Microsoft has had 2 years to cheat off of gmail and their new mail offering is still abysmal. The update seems to consist mostly of design changes that don’t improve my user experience. A lot of effort was put into making the web site look vaguely like Microsoft Outlook, they stole all of the icons and most of the functionality which would be impressive if anyone was using Outlook out of choice instead of because their company mandates it. I can also choose from a myriad of ugly color schemes should I feel the need to permanently damage my eyes. A couple of other egregious design flaws:

  1. The system logs me out at least once a day forcing me to sign back in. The “sign back in” link spawns a new window. I just looked for a way to change this and after 5 minutes looking for a “Settings” option found that I can change the way my mail is laid out (ugly, uglier or ugliest) but cannot ask it to load links in the parent window.
  2. I have to use the light version of Windows Live Mail when I’m at home because the regular version won't ever load. My network has no trouble supporting other applications (gmail works fine, I’ll just use gmail).

As someone who works in software development I’m fairly certain that should anyone at Microsoft ever read this post (as soon as this blog gets really famous and people start caring what I think – rough guess: Thursday) I’ll be dismissed as an end user who is too stupid to use their product. Fine. I’ll be over on gmail if you realize that if no one looks at your huge ads you won’t make any money.

At college graduation (6 years ago! Dear god I think the stress of typing that statement may serve as a catalyst to trigger early onset senility) I remember joking with friends that if you didn’t know someone's email address firstnamelastname@hotmail.com was probably a good guess. Today all of these email accounts are being used as spam filters.
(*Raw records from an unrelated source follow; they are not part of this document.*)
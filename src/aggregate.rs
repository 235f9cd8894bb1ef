use crate::error::{CetlError, Result};
use crate::table::{Schema, Table};
use std::collections::BTreeMap;

/// Count click rows per distinct `date` value.
///
/// Produces a `date,count` table with one row per date, sorted ascending by
/// the date string. Grouping compares raw cell values; nothing is parsed,
/// trimmed, or normalized, so `2020-1-1` and `2020-01-01` are distinct
/// groups. A zero-column input (an empty corpus) yields the empty report
/// rather than a missing-column error.
pub fn aggregate_by_date(clicks: &Table) -> Result<Table> {
    let schema = Schema::from_distinct(vec!["date".into(), "count".into()]);
    if clicks.schema().is_empty() {
        return Ok(Table::new(schema, Vec::new()));
    }
    let date = clicks
        .schema()
        .position("date")
        .ok_or_else(|| CetlError::missing_column("date", "clicks"))?;

    let mut counts: BTreeMap<String, u64> = BTreeMap::new();
    for row in clicks.rows() {
        match counts.get_mut(row[date].as_str()) {
            Some(n) => *n += 1,
            None => {
                counts.insert(row[date].clone(), 1);
            }
        }
    }

    let rows = counts
        .into_iter()
        .map(|(date, count)| vec![date, count.to_string()])
        .collect();
    Ok(Table::new(schema, rows))
}
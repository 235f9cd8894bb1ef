use anyhow::{Context, Result};
use serde::Deserialize;
use std::fs::File;
use std::io::BufReader;
use std::path::{Path, PathBuf};

/// Country filter applied when the configuration leaves `country` empty.
const DEFAULT_COUNTRY: &str = "LT";

/// Run configuration, deserialized from a `config.json` document.
#[derive(Clone, Debug, Deserialize)]
pub struct Config {
    pub input: InputConfig,
    pub output: OutputConfig,
}

/// Where the source CSV sets live and how to process them.
#[derive(Clone, Debug, Deserialize)]
pub struct InputConfig {
    /// Directory holding the click-event CSV files.
    pub input_clicks: PathBuf,
    /// Directory holding the user-record CSV files.
    pub input_users: PathBuf,
    /// Worker count; absent, empty, or zero means one per available CPU.
    #[serde(default, deserialize_with = "de_parallelism")]
    pub parallelism_number: Option<usize>,
    /// Country filter for the detailed report; empty or absent means "LT".
    #[serde(default)]
    pub country: String,
}

/// Where the reports are written. Both directories must already exist.
#[derive(Clone, Debug, Deserialize)]
pub struct OutputConfig {
    /// Directory receiving `total_clicks.csv`.
    pub output_total_clicks: PathBuf,
    /// Directory receiving `{country}_clicks.csv`.
    pub output_filtered_clicks: PathBuf,
}

impl Config {
    /// Load and parse a configuration document.
    pub fn from_file(path: impl AsRef<Path>) -> Result<Self> {
        let path = path.as_ref();
        let file =
            File::open(path).with_context(|| format!("opening config {}", path.display()))?;
        let config = serde_json::from_reader(BufReader::new(file))
            .with_context(|| format!("parsing config {}", path.display()))?;
        Ok(config)
    }

    /// The effective country filter: the configured value verbatim, or the
    /// default when the field is empty. Case is preserved; it feeds both the
    /// comparison and the output file name.
    pub fn country(&self) -> &str {
        if self.input.country.is_empty() {
            DEFAULT_COUNTRY
        } else {
            &self.input.country
        }
    }
}

/// Configuration documents in the wild store `parallelism_number` as a
/// string, so accept a number, a numeric string, or an empty string meaning
/// "unset".
fn de_parallelism<'de, D>(deserializer: D) -> std::result::Result<Option<usize>, D::Error>
where
    D: serde::Deserializer<'de>,
{
    use serde::de::Error;
    let value = serde_json::Value::deserialize(deserializer)?;
    match value {
        serde_json::Value::Null => Ok(None),
        serde_json::Value::Number(n) => match n.as_u64() {
            Some(0) => Ok(None),
            Some(n) => Ok(Some(n as usize)),
            None => Err(D::Error::custom(format!(
                "parallelism_number must be a non-negative integer, got {n}"
            ))),
        },
        serde_json::Value::String(s) if s.trim().is_empty() => Ok(None),
        serde_json::Value::String(s) => match s.trim().parse::<usize>() {
            Ok(0) => Ok(None),
            Ok(n) => Ok(Some(n)),
            Err(_) => Err(D::Error::custom(format!(
                "parallelism_number must be a non-negative integer, got `{s}`"
            ))),
        },
        other => Err(D::Error::custom(format!(
            "parallelism_number must be a number or string, got {other}"
        ))),
    }
}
In conclusion: Microsoft, thanks for updating my spam filter, it’s marginally better than the spam filtering you were offering in the past but still so ridiculously bad that I will never use it for real email. Congratz, you have raised the bar from lame to pathetic.

* caveat: it’s a Beta… maybe the real version will be awesome….

3 comments:

Anonymous said...

One nice things I've noticed about the new hotmail is that I do seem to get a lot less spam than I do on my gmail account (though there it does go straight to the spam folder I never open)... although this might just be because even spammers know no one uses hotmail anymore...

Anonymous said...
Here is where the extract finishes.